2022年に公開され“ヘギョラ病”を巻き起こした『別れる決心』では、変死事件をきっかけに出会った被害者の妻ソレと刑事ヘジュンの間に生まれる繊細な感情を描いた。
一方『仕方ない』は、平凡な一家の大黒柱マンスと、再就職をめぐる人々の生々しい攻防を通じて、まったく異なる魅力を放つ物語を完成させている。
監督は「『別れる決心』が詩なら、『仕方ない』は散文である。前者が女性性を探求した作品なら、後者は男性性を描いた作品」と語り、対照的な鑑賞ポイントを提示した。
このように多層的なレイヤーで観客の議論を呼び起こす『仕方ない』は、劇場に特別な余韻を残している。

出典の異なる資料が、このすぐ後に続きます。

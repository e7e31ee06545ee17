use std::sync::Arc;

use axum::{
    extract::{Path, Query, State},
    http::StatusCode,
    Json,
};
use tracing::{info, warn};
use uuid::Uuid;
use validator::Validate;

use crate::app_state::AppState;
use crate::consensus::{RoundHistory, RoundReport};
use crate::models::{
    ApiResponse, FetchFlightStatusRequest, FetchFlightStatusResponse, Identity, ListRoundsQuery,
    ServiceStatus,
};

const DEFAULT_ROUND_LIMIT: usize = 20;

/// Most recent rounds first.
pub async fn list_rounds(
    State(history): State<Arc<RoundHistory>>,
    Query(query): Query<ListRoundsQuery>,
) -> Json<ApiResponse<Vec<RoundReport>>> {
    let limit = query.limit.unwrap_or(DEFAULT_ROUND_LIMIT);
    Json(ApiResponse::ok(history.recent(limit)))
}

pub async fn get_round(
    State(history): State<Arc<RoundHistory>>,
    Path(round_id): Path<Uuid>,
) -> (StatusCode, Json<ApiResponse<RoundReport>>) {
    match history.get(round_id) {
        Some(report) => (StatusCode::OK, Json(ApiResponse::ok(report))),
        None => (
            StatusCode::NOT_FOUND,
            Json(ApiResponse::err("Round not found")),
        ),
    }
}

pub async fn service_status(State(state): State<AppState>) -> Json<ApiResponse<ServiceStatus>> {
    let history = state.history();
    Json(ApiResponse::ok(ServiceStatus {
        registered_oracles: state.registry.len(),
        registration_fee: state.registry.fee().to_string(),
        status_source: state.status_source.clone(),
        consensus_threshold: state.engine.threshold(),
        rounds_recorded: history.len(),
        rounds_in_flight: history.in_flight(),
    }))
}

/// Ask the ledger to raise an `OracleRequest` for a flight.
///
/// The request is answered asynchronously: the listener picks up the event
/// and the resulting round shows up under `/api/rounds`.
pub async fn request_flight_status(
    State(state): State<AppState>,
    Json(payload): Json<FetchFlightStatusRequest>,
) -> (StatusCode, Json<ApiResponse<FetchFlightStatusResponse>>) {
    if let Err(e) = payload.validate() {
        return (
            StatusCode::BAD_REQUEST,
            Json(ApiResponse::err(format!("Validation error: {}", e))),
        );
    }

    let airline = match payload.airline.as_deref().map(str::trim) {
        Some(address) if !address.is_empty() => Identity::new(address),
        _ => state.accounts.first_airline().clone(),
    };
    let caller = state.accounts.owner();

    match state
        .ledger
        .fetch_flight_status(caller, &airline, &payload.flight, payload.timestamp)
        .await
    {
        Ok(request_index) => {
            info!(
                index = request_index,
                airline = %airline,
                flight = %payload.flight,
                timestamp = payload.timestamp,
                "flight status requested"
            );
            (
                StatusCode::ACCEPTED,
                Json(ApiResponse::ok(FetchFlightStatusResponse {
                    request_index,
                    airline,
                    flight: payload.flight,
                    timestamp: payload.timestamp,
                })),
            )
        }
        Err(e) => {
            warn!(flight = %payload.flight, error = %e, "flight status request failed");
            (StatusCode::BAD_GATEWAY, Json(ApiResponse::err(e.to_string())))
        }
    }
}
use std::fmt;

use chrono::{DateTime, Utc};
use serde::{Deserialize, Serialize};

/// Number of indexes the ledger assigns to every oracle.
pub const INDEXES_PER_ORACLE: usize = 3;

/// Exclusive upper bound of oracle and request indexes.
pub const MAX_INDEX: u8 = 10;

pub type OracleIndexes = [u8; INDEXES_PER_ORACLE];

/// Opaque actor handle (a ledger address).
#[derive(Debug, Clone, PartialEq, Eq, Hash, PartialOrd, Ord, Serialize, Deserialize)]
#[serde(transparent)]
pub struct Identity(String);

impl Identity {
    pub fn new(address: impl Into<String>) -> Self {
        Self(address.into())
    }

    pub fn as_str(&self) -> &str {
        &self.0
    }
}

impl fmt::Display for Identity {
    fn fmt(&self, f: &mut fmt::Formatter<'_>) -> fmt::Result {
        f.write_str(&self.0)
    }
}

impl From<&str> for Identity {
    fn from(address: &str) -> Self {
        Self::new(address)
    }
}

/// Flight status outcomes an oracle can report.
#[derive(Debug, Clone, Copy, PartialEq, Eq, Hash, PartialOrd, Ord, Serialize, Deserialize)]
#[serde(rename_all = "SCREAMING_SNAKE_CASE")]
pub enum FlightStatus {
    Unknown,
    OnTime,
    LateAirline,
    LateWeather,
    LateTechnical,
    LateOther,
}

impl FlightStatus {
    pub const COUNT: usize = 6;

    pub const ALL: [FlightStatus; Self::COUNT] = [
        FlightStatus::Unknown,
        FlightStatus::OnTime,
        FlightStatus::LateAirline,
        FlightStatus::LateWeather,
        FlightStatus::LateTechnical,
        FlightStatus::LateOther,
    ];

    /// Wire value understood by the contract.
    pub fn code(self) -> u8 {
        self.slot() as u8 * 10
    }

    pub fn from_code(code: u8) -> Option<Self> {
        if code % 10 != 0 {
            return None;
        }
        Self::from_slot(usize::from(code / 10))
    }

    /// Position of the status in [`FlightStatus::ALL`].
    pub fn slot(self) -> usize {
        match self {
            FlightStatus::Unknown => 0,
            FlightStatus::OnTime => 1,
            FlightStatus::LateAirline => 2,
            FlightStatus::LateWeather => 3,
            FlightStatus::LateTechnical => 4,
            FlightStatus::LateOther => 5,
        }
    }

    pub fn from_slot(slot: usize) -> Option<Self> {
        Self::ALL.get(slot).copied()
    }

    pub fn name(self) -> &'static str {
        match self {
            FlightStatus::Unknown => "STATUS_CODE_UNKNOWN",
            FlightStatus::OnTime => "STATUS_CODE_ON_TIME",
            FlightStatus::LateAirline => "STATUS_CODE_LATE_AIRLINE",
            FlightStatus::LateWeather => "STATUS_CODE_LATE_WEATHER",
            FlightStatus::LateTechnical => "STATUS_CODE_LATE_TECHNICAL",
            FlightStatus::LateOther => "STATUS_CODE_LATE_OTHER",
        }
    }
}

impl fmt::Display for FlightStatus {
    fn fmt(&self, f: &mut fmt::Formatter<'_>) -> fmt::Result {
        write!(f, "{} ({})", self.name(), self.code())
    }
}

/// A registered oracle and the indexes the ledger assigned to it.
#[derive(Debug, Clone, PartialEq, Eq, Serialize, Deserialize)]
pub struct OracleRecord {
    pub identity: Identity,
    pub indexes: OracleIndexes,
    pub registered_at: DateTime<Utc>,
}

impl OracleRecord {
    pub fn new(identity: Identity, indexes: OracleIndexes) -> Self {
        Self {
            identity,
            indexes,
            registered_at: Utc::now(),
        }
    }

    /// Whether this oracle may answer requests carrying `index`.
    pub fn holds(&self, index: u8) -> bool {
        self.indexes.contains(&index)
    }
}

/// Logical key of the flight being evaluated.
#[derive(Debug, Clone, PartialEq, Eq, Hash, Serialize, Deserialize)]
pub struct FlightKey {
    pub airline: Identity,
    pub flight: String,
    pub timestamp: u64,
}

impl fmt::Display for FlightKey {
    fn fmt(&self, f: &mut fmt::Formatter<'_>) -> fmt::Result {
        write!(f, "{}/{}@{}", self.airline, self.flight, self.timestamp)
    }
}

/// Payload of an `OracleRequest` ledger event.
#[derive(Debug, Clone, PartialEq, Eq, Serialize, Deserialize)]
pub struct FlightRequest {
    pub request_index: u8,
    pub airline: Identity,
    pub flight: String,
    pub timestamp: u64,
}

impl FlightRequest {
    pub fn key(&self) -> FlightKey {
        FlightKey {
            airline: self.airline.clone(),
            flight: self.flight.clone(),
            timestamp: self.timestamp,
        }
    }
}

#[derive(Debug, Clone, PartialEq, Eq, Serialize, Deserialize)]
pub struct ConsensusResult {
    pub flight_key: FlightKey,
    pub accepted_code: Option<FlightStatus>,
    pub reached_threshold: bool,
}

最後のTMIは、マンスを通して描かれる家父長制の素顔である。
映画は追い詰められ、自らの戦いを準備するマンスを同情的に扱わず、乾いた視線で観察し、彼が必死にしがみつく伝統的な男性性に疑問を投げかける。これについてパク・チャヌク監督はこう語った。
「マンスは非常に頑固な男だ。伝統的な家父長制が作り出した男性性という幻想と、『家長はこうあるべきだ』という強い使命感を抱いた人物である。その意味で限界がはっきりしている人間だ」「そうした男性性をどうにか守り抜こうとし、幻想に最後までしがみつく哀れな存在としての側面を掘り下げようとした」
また撮影監督のキム・ウヒョンは、パク・チャヌク監督の「マンスの競争相手たちは、どこかで『マンス』と自己同一化できる部分を多く持ったキャラクターだ」という言葉から撮影のヒントを得たと明かした。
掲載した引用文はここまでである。